Le scénariste et producteur
Luc Bossi mélange pour son premier roman ses deux passions littéraires:
Freud
et le thriller. L'idée de base est plutôt séduisante: mettre face à face un tueur en série pour le moins tordu et les deux plus grands psychanalystes de
l'Histoire, à savoir
Sigmund Freud et
Carl Jung. Tout cela sur fond d'une ville de New-York sortant de terre, avec comme point de mire les plus prestigieux buildings de
la ville. Si le roman se laisse très facilement lire, force est de constater les nombreuses faiblesses scénaristiques (un comble pour quelqu'un dont c'est justement le
métier!) mais surtout les incohérences, en particulier historique.

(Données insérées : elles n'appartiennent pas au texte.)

use cairo_vm_memory::{MemoryAddress, MemoryError, MemoryValue};
use num_bigint::BigUint;
use starknet_types_core::felt::Felt;
use thiserror::Error;

/// Errors raised while executing a single hint.
#[derive(Debug, Error, Clone, PartialEq, Eq)]
pub enum HintError {
    #[error(transparent)]
    Memory(#[from] MemoryError),
    #[error("Cannot divide by zero: `{operand}` is 0.")]
    DivisionByZero { operand: &'static str },
    #[error("`{operand}` should be u128, found {value}.")]
    NotU128 { operand: &'static str, value: Felt },
    #[error("Invalid size for `{operand}`: {value}.")]
    InvalidSize { operand: &'static str, value: Felt },
    #[error("Value {value} of `{operand}` is out of range.")]
    ValueOutOfRange { operand: &'static str, value: Felt },
    #[error("Expected an address for `{operand}`, found {value}.")]
    NotAnAddress { operand: &'static str, value: MemoryValue },
    #[error("Illegal argument for a buffer: {0}.")]
    IllegalBuffer(String),
    #[error("Neither {0} nor 3 times it has a square root.")]
    NoFieldSqrt(Felt),
    #[error("Variable `{0}` is not in scope.")]
    MissingScopeVariable(String),
    #[error("Variable `{name}` holds a {actual}, expected a {expected}.")]
    ScopeValueKindMismatch { name: String, expected: &'static str, actual: &'static str },
    #[error("Cannot exit the main scope.")]
    CannotExitMainScope,
    #[error("Expected integer at address {0}.")]
    ExpectedInteger(MemoryAddress),
    #[error("{value} is not invertible modulo {modulus}.")]
    NotInvertible { value: BigUint, modulus: BigUint },
    #[error(
        "Circuit evaluation is stuck at add gate {add_index} and mul gate {mul_index}: every \
         remaining gate has more than one unknown value."
    )]
    CircuitNonconvergent { add_index: u64, mul_index: u64 },
}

Admettons que les deux grands hommes se retrouvent face à une telle histoire policière (quoique, cela est tellement peu crédible... Typique en fait des ficelles
scénaristiques du Septième Art), mais quelle histoire peu vraisemblable! Tous les poncifs de la psychanalyse se retrouvent ici survolés, qui plus est concentrés dans
pratiquement un seul personnage (Grace Korda), et surtout élucidés en une ou deux séances maximum (de quoi mettre au chômage tous les psys de la terre!). Les
retournements de situations manquent cruellement de crédibilité, tout comme les motivations et les méthodes du tueur (la palme revenant au supplice de l'oiseau
empoisonné qui, même s'il existe véritablement -mais n'a été découvert qu'à la fin du XXème siècle- ne peut manquer de faire
sourire le lecteur).
Comme bien souvent dans les mauvais thrillers, l'auteur cherche à complexifier le modus operandi du tueur au maximum, afin de le rendre plus mystérieux et effrayant. Mais c'est
bien souvent tout le contraire qui se passe, le tueur perdant toute crédibilité psychologique (un comble dans un roman comme celui-ci).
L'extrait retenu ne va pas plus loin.